In Figure 1 we have chosen a representative value of
$m_b(m_b) = 4.15$ GeV. Larger (lower) values of $m_b$ 
within the experimentally allowed range $m_b = 4.25 \pm
0.25$ GeV, would 
lead to somewhat lower (larger) values of $M_t$ \cite{CPW}, 
without  changing the general properties of the solutions.


It is interesting to note that, for large values of $K_c$
and low values of $\alpha_3(M_Z)$, the top quark
mass predictions in model 6 differ from the ones 
obtained in model 9 for
the same values of $\omega$. This reflects the effect of the mixing
between the second and third generations on the predictions for 
the third generation masses. It is easy to prove that, although
this effect is generically small, the $\tau$ mass in model 9 receives
a significant correction due to the mixing, which for values of
$\alpha_3(M_Z) = 0.115$ and $K_c = 0.006$ becomes of order 
$15 \%$. Due to the condition of bottom-tau Yukawa unification,
large tau mass corrections also imply large variations in the
top quark mass predictions.

To summarize, we observe that
depending on the size of the one loop supersymmetric corrections
to the down quark masses,  successful top quark mass predictions may
be obtained for the minimal models with  $\omega$ = 1, but also for
 moderate and
small values of $\tan\beta$ (associated with moderate or very small
values of $\omega$).  It is hence important to know if the same is
true  for the first two generations of quark masses and mixing angles. 
Since the relation between the down quark and lepton masses
is only weakly dependent on $\omega$, we should mantain the
Georgi-Jarlskog relation even for values of $\omega$ different 
from one.  Moreover,
the values of $V_{cb}$ can also be successfully 
accomodated for lower values of $\omega$.  This can be easily seen writing
its dependence   in terms of the top and charm
quark masses,  
\begin{equation}
|V_{cb}| \simeq \chi \sqrt{ \frac{m_c}{ \eta_c m_t} } 
\exp \left(\frac{I_b - I_t}{2} \right)
\label{eq:Vcb}
\end{equation}
where $\chi = | x_d - x_u|/ \sqrt{|x_u x^{'}_u|}$,
and $\eta_a$ are the $\omega$ independent, renormalization 
group factors relating the running masses at the scale $M_Z$ with
the on--shell ones (for the $u$, $d$ and $s$ quarks, the scale of
definition of the running masses  is taken to be 1 GeV).
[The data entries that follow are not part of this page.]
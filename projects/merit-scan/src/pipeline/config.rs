use crate::error::{PipelineError, PipelineResult};
use crate::pipeline::detection::{DetectionClassifier, MockDetector};
use crate::pipeline::remote::{RemoteDetector, DEFAULT_ENDPOINT};
use std::sync::Arc;

#[derive(clap::ValueEnum, Clone, Copy, Debug, Default, PartialEq, Eq)]
pub enum ClassifierKind {
    /// Random answers with simulated latency, no network access
    #[default]
    Mock,
    /// Multimodal model over HTTP
    Remote,
}

/// Tunables for a processing run
#[derive(Debug, Clone)]
pub struct PipelineConfig {
    /// Frames captured per second of video
    pub sample_rate: f64,
    /// Classify in groups of this size; `None` classifies one frame at a time
    pub batch_size: Option<usize>,
    pub classifier: ClassifierKind,
    pub api_key: Option<String>,
    pub endpoint: String,
}

impl Default for PipelineConfig {
    fn default() -> Self {
        Self {
            sample_rate: 1.0,
            batch_size: None,
            classifier: ClassifierKind::Mock,
            api_key: None,
            endpoint: DEFAULT_ENDPOINT.to_string(),
        }
    }
}

impl PipelineConfig {
    pub fn validate(&self) -> PipelineResult<()> {
        if !self.sample_rate.is_finite() || self.sample_rate <= 0.0 {
            return Err(PipelineError::Configuration(format!(
                "sample rate must be a positive number, got {}",
                self.sample_rate
            )));
        }
        if self.batch_size == Some(0) {
            return Err(PipelineError::Configuration(
                "batch size must be at least 1".to_string(),
            ));
        }
        if self.classifier == ClassifierKind::Remote
            && self.api_key.as_deref().map_or(true, str::is_empty)
        {
            return Err(PipelineError::Configuration(
                "the remote classifier requires an API key".to_string(),
            ));
        }
        Ok(())
    }

    pub fn build_classifier(&self) -> PipelineResult<DetectionClassifier> {
        match self.classifier {
            ClassifierKind::Mock => Ok(DetectionClassifier::new(Arc::new(MockDetector::new()))),
            ClassifierKind::Remote => {
                let api_key = self.api_key.clone().unwrap_or_default();
                let detector = RemoteDetector::new(api_key, self.endpoint.clone())?;
                Ok(DetectionClassifier::new(Arc::new(detector)))
            }
        }
    }
}
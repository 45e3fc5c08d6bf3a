use crate::error::{PipelineError, PipelineResult};
use crate::pipeline::detection::{Classified, DetectionClassifier};
use crate::pipeline::types::DetectedFrame;
use futures::future::join_all;

/// Bounds classification concurrency: frames are classified in consecutive
/// groups, concurrently within a group and one group after another.
#[derive(Clone)]
pub struct BatchRunner {
    classifier: DetectionClassifier,
    batch_size: usize,
}

impl BatchRunner {
    pub fn new(classifier: DetectionClassifier, batch_size: usize) -> PipelineResult<Self> {
        if batch_size == 0 {
            return Err(PipelineError::Configuration(
                "batch size must be at least 1".to_string(),
            ));
        }
        Ok(Self {
            classifier,
            batch_size,
        })
    }

    pub fn batch_size(&self) -> usize {
        self.batch_size
    }

    pub fn classifier(&self) -> &DetectionClassifier {
        &self.classifier
    }

    /// Output has the same length and order as `frames`. A failed item comes
    /// back as its original frame with the error attached.
    pub async fn classify_all(&self, frames: Vec<DetectedFrame>) -> Vec<Classified> {
        let mut results = Vec::with_capacity(frames.len());
        let mut pending = frames.into_iter().peekable();

        while pending.peek().is_some() {
            let group: Vec<DetectedFrame> = pending.by_ref().take(self.batch_size).collect();
            tracing::debug!(
                "Classifying batch of {} frame(s) starting at {}",
                group.len(),
                group[0].frame_number
            );
            let classified = join_all(group.into_iter().map(|f| self.classifier.classify(f))).await;
            results.extend(classified);
        }

        results
    }
}

#[cfg(test)]
mod tests {
    use super::*;
    use crate::error::DetectionError;
    use crate::pipeline::detection::HumanDetector;
    use crate::pipeline::types::DetectionResponse;
    use async_trait::async_trait;
    use std::sync::atomic::{AtomicUsize, Ordering};
    use std::sync::Arc;
    use std::time::Duration;

    /// Later frames answer sooner; odd frames fail. Tracks peak concurrency.
    #[derive(Default)]
    struct Staggered {
        in_flight: AtomicUsize,
        peak: AtomicUsize,
    }

    #[async_trait]
    impl HumanDetector for Staggered {
        fn name(&self) -> &str {
            "staggered"
        }

        async fn detect(&self, frame: &DetectedFrame) -> Result<DetectionResponse, DetectionError> {
            let now = self.in_flight.fetch_add(1, Ordering::SeqCst) + 1;
            self.peak.fetch_max(now, Ordering::SeqCst);

            let delay = 5 * (10u64.saturating_sub(frame.frame_number % 10));
            tokio::time::sleep(Duration::from_millis(delay)).await;

            self.in_flight.fetch_sub(1, Ordering::SeqCst);
            if frame.frame_number % 2 == 1 {
                return Err(DetectionError::Parse("odd frame".into()));
            }
            Ok(DetectionResponse {
                human_detected: true,
                description: format!("frame {}", frame.frame_number),
                confidence: 0.9,
                bounding_box: None,
            })
        }
    }

    fn frames(n: u64) -> Vec<DetectedFrame> {
        (0..n)
            .map(|i| DetectedFrame::sampled(i, i as f64, "data:,".into()))
            .collect()
    }

    async fn run(batch_size: usize, n: u64) -> (Vec<Classified>, usize) {
        let detector = Arc::new(Staggered::default());
        let runner =
            BatchRunner::new(DetectionClassifier::new(detector.clone()), batch_size).unwrap();
        let out = runner.classify_all(frames(n)).await;
        (out, detector.peak.load(Ordering::SeqCst))
    }

    fn assert_in_order(out: &[Classified], n: u64) {
        assert_eq!(out.len(), n as usize);
        for (i, c) in out.iter().enumerate() {
            assert_eq!(c.frame.frame_number, i as u64);
            if i % 2 == 1 {
                assert!(c.error.is_some());
                assert!(!c.frame.human_detected);
            } else {
                assert!(c.error.is_none());
                assert!(c.frame.human_detected);
            }
        }
    }

    #[test]
    fn test_zero_batch_size_rejected() {
        let classifier =
            DetectionClassifier::new(Arc::new(crate::pipeline::detection::MockDetector::new()));
        assert!(matches!(
            BatchRunner::new(classifier, 0),
            Err(PipelineError::Configuration(_))
        ));
    }

    #[tokio::test]
    async fn test_sequential_batches() {
        let (out, peak) = run(1, 7).await;
        assert_in_order(&out, 7);
        assert_eq!(peak, 1);
    }

    #[tokio::test]
    async fn test_single_batch() {
        let (out, peak) = run(64, 9).await;
        assert_in_order(&out, 9);
        assert_eq!(peak, 9);
    }

    #[tokio::test]
    async fn test_partial_last_batch() {
        let (out, peak) = run(4, 10).await;
        assert_in_order(&out, 10);
        assert!(peak <= 4);
    }

    #[tokio::test]
    async fn test_empty_input() {
        let (out, _) = run(3, 0).await;
        assert!(out.is_empty());
    }
}
use crate::error::DetectionError;
use crate::pipeline::types::{BoundingBox, DetectedFrame, DetectionResponse};
use async_trait::async_trait;
use rand::Rng;
use std::sync::Arc;
use std::time::Duration;

/// A single-frame human-presence classifier.
#[async_trait]
pub trait HumanDetector: Send + Sync {
    fn name(&self) -> &str;

    async fn detect(&self, frame: &DetectedFrame) -> Result<DetectionResponse, DetectionError>;
}

/// Outcome of one classification. On failure `frame` is the original,
/// unenriched frame and `error` says why.
#[derive(Debug, Clone)]
pub struct Classified {
    pub frame: DetectedFrame,
    pub error: Option<DetectionError>,
}

/// Classifier selected once at construction and shared by every frame of a run.
#[derive(Clone)]
pub struct DetectionClassifier {
    detector: Arc<dyn HumanDetector>,
}

impl DetectionClassifier {
    pub fn new(detector: Arc<dyn HumanDetector>) -> Self {
        Self { detector }
    }

    pub fn name(&self) -> &str {
        self.detector.name()
    }

    pub async fn classify(&self, frame: DetectedFrame) -> Classified {
        match self.detector.detect(&frame).await {
            Ok(response) => Classified {
                frame: frame.enrich(response),
                error: None,
            },
            Err(e) => {
                tracing::warn!(
                    "Detection failed for frame {} ({}, transport={}): {}",
                    frame.frame_number,
                    self.detector.name(),
                    e.is_transport(),
                    e
                );
                Classified {
                    frame,
                    error: Some(e),
                }
            }
        }
    }
}

// ---------------------------------------------------------------------------
// MockDetector
// ---------------------------------------------------------------------------

/// Probability that the mock reports a human
pub const DETECTION_PROBABILITY: f64 = 0.2;

const POSITIONS: [&str; 5] = [
    "top left",
    "top right",
    "bottom left",
    "bottom right",
    "center",
];

const MIN_LATENCY: Duration = Duration::from_millis(200);
const MAX_LATENCY: Duration = Duration::from_millis(500);

/// Offline stand-in that answers randomly after a simulated delay.
pub struct MockDetector {
    min_latency: Duration,
    max_latency: Duration,
}

impl MockDetector {
    pub fn new() -> Self {
        Self::with_latency(MIN_LATENCY, MAX_LATENCY)
    }

    /// A reversed range is treated as a fixed `min` delay.
    pub fn with_latency(min: Duration, max: Duration) -> Self {
        Self {
            min_latency: min,
            max_latency: max.max(min),
        }
    }

    /// Simulated network delay, uniform over the configured range.
    pub fn latency<R: Rng>(&self, rng: &mut R) -> Duration {
        if self.max_latency > self.min_latency {
            rng.gen_range(self.min_latency..=self.max_latency)
        } else {
            self.min_latency
        }
    }

    /// Draws one answer. Detected confidences fall in [0.5, 1.0), misses in [0, 0.3).
    pub fn sample<R: Rng>(rng: &mut R) -> DetectionResponse {
        if rng.gen_bool(DETECTION_PROBABILITY) {
            let position = POSITIONS[rng.gen_range(0..POSITIONS.len())];
            let x = rng.gen_range(20..80) as f64;
            let y = rng.gen_range(20..80) as f64;
            let width = (rng.gen_range(10..40) as f64).min(100.0 - x);
            let height = (rng.gen_range(20..60) as f64).min(100.0 - y);

            DetectionResponse {
                human_detected: true,
                description: format!("Human detected in the {} of the frame.", position),
                confidence: rng.gen_range(0.5..1.0),
                bounding_box: Some(BoundingBox {
                    x,
                    y,
                    width,
                    height,
                }),
            }
        } else {
            DetectionResponse {
                human_detected: false,
                description: "No humans detected in this frame.".to_string(),
                confidence: rng.gen_range(0.0..0.3),
                bounding_box: None,
            }
        }
    }
}

impl Default for MockDetector {
    fn default() -> Self {
        Self::new()
    }
}

#[async_trait]
impl HumanDetector for MockDetector {
    fn name(&self) -> &str {
        "mock"
    }

    async fn detect(&self, _frame: &DetectedFrame) -> Result<DetectionResponse, DetectionError> {
        let (delay, response) = {
            let mut rng = rand::thread_rng();
            (self.latency(&mut rng), Self::sample(&mut rng))
        };

        if !delay.is_zero() {
            tokio::time::sleep(delay).await;
        }
        Ok(response)
    }
}
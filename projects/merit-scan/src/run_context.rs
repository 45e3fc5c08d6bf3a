use crate::error::{PipelineError, PipelineResult};
use crate::video::{self, Backend, StreamInfo, VideoSource};
use anyhow::Result;
use chrono::{DateTime, Utc};
use serde::{Deserialize, Serialize};
use std::fs;
use std::path::{Path, PathBuf};
use walkdir::WalkDir;

/// Immutable description of a loaded video. Replaced wholesale when a new
/// video is loaded.
#[derive(Serialize, Deserialize, Debug, Clone, PartialEq)]
#[serde(rename_all = "camelCase")]
pub struct VideoMetadata {
    pub name: String,
    pub duration_seconds: f64,
    pub width: u32,
    pub height: u32,
    /// Best-effort estimate, containers rarely expose a true rate
    pub frame_rate: f64,
    pub size_bytes: u64,
    pub mime_type: String,
}

impl VideoMetadata {
    pub const DEFAULT_FRAME_RATE: f64 = 30.0;

    pub fn from_stream(name: &str, size_bytes: u64, mime_type: &str, info: &StreamInfo) -> Self {
        let frame_rate = info
            .frame_rate
            .filter(|fps| fps.is_finite() && *fps > 0.0)
            .unwrap_or(Self::DEFAULT_FRAME_RATE);

        Self {
            name: name.to_string(),
            duration_seconds: info.duration_seconds,
            width: info.width,
            height: info.height,
            frame_rate,
            size_bytes,
            mime_type: mime_type.to_string(),
        }
    }

    pub fn estimated_total_frames(&self) -> u64 {
        let estimate = (self.duration_seconds * self.frame_rate).round();
        if estimate.is_finite() && estimate > 0.0 {
            estimate as u64
        } else {
            0
        }
    }
}

/// Returns the guessed MIME type, rejecting anything that is not `video/*`.
pub fn video_mime_type(path: &Path) -> PipelineResult<String> {
    let mime = mime_guess::from_path(path).first_or_octet_stream();
    if mime.type_() == mime_guess::mime::VIDEO {
        Ok(mime.essence_str().to_string())
    } else {
        Err(PipelineError::UnsupportedMedia(format!(
            "{} ({})",
            path.display(),
            mime.essence_str()
        )))
    }
}

pub fn list_videos(video_root: &Path) -> Vec<PathBuf> {
    WalkDir::new(video_root)
        .into_iter()
        .filter_map(|e| e.ok())
        .filter(|e| e.file_type().is_file())
        .filter(|e| video_mime_type(e.path()).is_ok())
        .map(|e| e.path().to_path_buf())
        .collect()
}

/// Accepts a video file for processing: checks the MIME type, opens a
/// decoder and derives the metadata once.
pub fn open_video(
    path: &Path,
    backend: Backend,
) -> PipelineResult<(Box<dyn VideoSource>, VideoMetadata)> {
    let mime_type = video_mime_type(path)?;
    let size_bytes = fs::metadata(path)
        .map_err(|e| PipelineError::MediaDecode(format!("{}: {}", path.display(), e)))?
        .len();
    let name = path
        .file_name()
        .and_then(|s| s.to_str())
        .unwrap_or("unknown")
        .to_string();

    let source = video::open_source(path, backend)?;
    let metadata = VideoMetadata::from_stream(&name, size_bytes, &mime_type, source.info());

    tracing::info!(
        "Accepted video {}: duration={:.2}s, {}x{}, fps={:.2}",
        metadata.name,
        metadata.duration_seconds,
        metadata.width,
        metadata.height,
        metadata.frame_rate
    );

    Ok((source, metadata))
}

/// A finished run persisted under the output root.
#[derive(Serialize, Deserialize, Debug, Clone)]
pub struct RunRecord {
    pub run_id: String,
    pub created_at: DateTime<Utc>,
    pub video: VideoMetadata,
    #[serde(skip)]
    pub output_dir: PathBuf,
}

pub fn create_run(output_root: &Path, video: &VideoMetadata) -> Result<RunRecord> {
    let stem = Path::new(&video.name)
        .file_stem()
        .and_then(|s| s.to_str())
        .filter(|s| !s.is_empty())
        .ok_or_else(|| anyhow::anyhow!("Invalid video name: {}", video.name))?;

    let created_at = Utc::now();
    let run_id = format!("{}-{}", stem, created_at.format("%Y%m%d-%H%M%S"));
    let output_dir = output_root.join(&run_id);
    if output_dir.exists() {
        return Err(anyhow::anyhow!(
            "Output directory already exists for: {}",
            run_id
        ));
    }

    fs::create_dir_all(&output_dir)?;

    let record = RunRecord {
        run_id,
        created_at,
        video: video.clone(),
        output_dir: output_dir.clone(),
    };

    let metadata_path = output_dir.join("metadata.json");
    let content = serde_json::to_string_pretty(&record)?;
    fs::write(metadata_path, content)?;

    Ok(record)
}

#[cfg(test)]
mod tests {
    use super::*;

    fn info(duration: f64, fps: Option<f64>) -> StreamInfo {
        StreamInfo {
            duration_seconds: duration,
            width: 1920,
            height: 1080,
            frame_rate: fps,
        }
    }

    #[test]
    fn test_frame_rate_falls_back_to_default() {
        let metadata = VideoMetadata::from_stream("a.mp4", 10, "video/mp4", &info(10.0, None));
        assert_eq!(metadata.frame_rate, 30.0);
        assert_eq!(metadata.estimated_total_frames(), 300);

        let metadata =
            VideoMetadata::from_stream("a.mp4", 10, "video/mp4", &info(2.0, Some(29.97)));
        assert_eq!(metadata.estimated_total_frames(), 60);
    }

    #[test]
    fn test_mime_check() {
        assert_eq!(
            video_mime_type(Path::new("clip.mp4")).unwrap(),
            "video/mp4"
        );
        assert!(video_mime_type(Path::new("clip.MOV")).is_ok());
        assert!(matches!(
            video_mime_type(Path::new("notes.txt")),
            Err(PipelineError::UnsupportedMedia(_))
        ));
        assert!(video_mime_type(Path::new("no_extension")).is_err());
    }

    #[test]
    fn test_list_videos_filters_by_mime() {
        let dir = tempfile::tempdir().unwrap();
        fs::create_dir_all(dir.path().join("day1")).unwrap();
        fs::write(dir.path().join("day1/flight.mp4"), b"").unwrap();
        fs::write(dir.path().join("flight.mkv"), b"").unwrap();
        fs::write(dir.path().join("log.csv"), b"").unwrap();

        let mut names: Vec<String> = list_videos(dir.path())
            .iter()
            .filter_map(|p| p.file_name()?.to_str().map(str::to_string))
            .collect();
        names.sort();
        assert_eq!(names, vec!["flight.mkv", "flight.mp4"]);
    }

    #[test]
    fn test_create_run_writes_metadata() {
        let dir = tempfile::tempdir().unwrap();
        let video = VideoMetadata::from_stream("flight.mp4", 42, "video/mp4", &info(5.0, None));

        let record = create_run(dir.path(), &video).unwrap();
        assert!(record.run_id.starts_with("flight-"));
        let written = fs::read_to_string(record.output_dir.join("metadata.json")).unwrap();
        let parsed: RunRecord = serde_json::from_str(&written).unwrap();
        assert_eq!(parsed.video, video);
    }
}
For 
$\alpha_3(M_Z) \simeq 0.12$, 
for which the value of $\eta_c \simeq 2.2$, 
it follows that the phenomenolgically preferred values of
$|V_{cb}| = 0.040 \pm 0.005$, require values of 
$\chi < 1$ \cite{Partd}.
The different values of $\chi$ are the basis for the classification
of models performed in Ref. \cite{ADHRS}, where the best fit to the
data was achieved by two models:
model 6, with $x_u = x'_u =$ -4, $x_d = x'_d =$ -2/3 and $x_e = x'_e =$  
6, and model 9 with $x_u = x'_u =$ 1, $x_d =$ 1/9,
$x_e =$ 9 and $x'_d = x'_e =$ 1.  These models have
$\chi = 5/6$ and $8/9$,
respectively and both lead to somewhat large values of $V_{cb}$.
Model 4, with
$\chi = 2/3$,  
leads to a better prediction for $V_{cb}$, but yields
insufficient CP-violation.  


For  lower values of $\omega$, the dependence of
Eq. (\ref{eq:Vcb}) on $I_b$ and $I_t$ is such, that the values of
$V_{cb}$ tend to decrease. Moreover, in the absence of down 
quark mass matrix corrections, for $\tan\beta \geq 4$,
the value of $V_{cb}$  decreases due to larger top quark mass
values, which, as we discussed before, may become too large
in comparison with the experimentaly preferred ones. As shown
in Fig. 1, lower values of the top quark mass may be obtained
through large bottom mass corrections. Lowering the top quark
mass enhances the value of $V_{cb}$, but 
the total effect of the down quark mass corrections on $V_{cb}$
cannot be  determined a priori; it 
depends on the relative size of the gluino corrections,
which affect the value of $V_{cb}$ due to their effect on
the predicted top quark mass value, and the chargino corrections, which  
modify not only the  top quark mass value through the bottom mass
corrections, but they have also a direct effect on
the CKM matrix elements \cite{SS} (see Appendix).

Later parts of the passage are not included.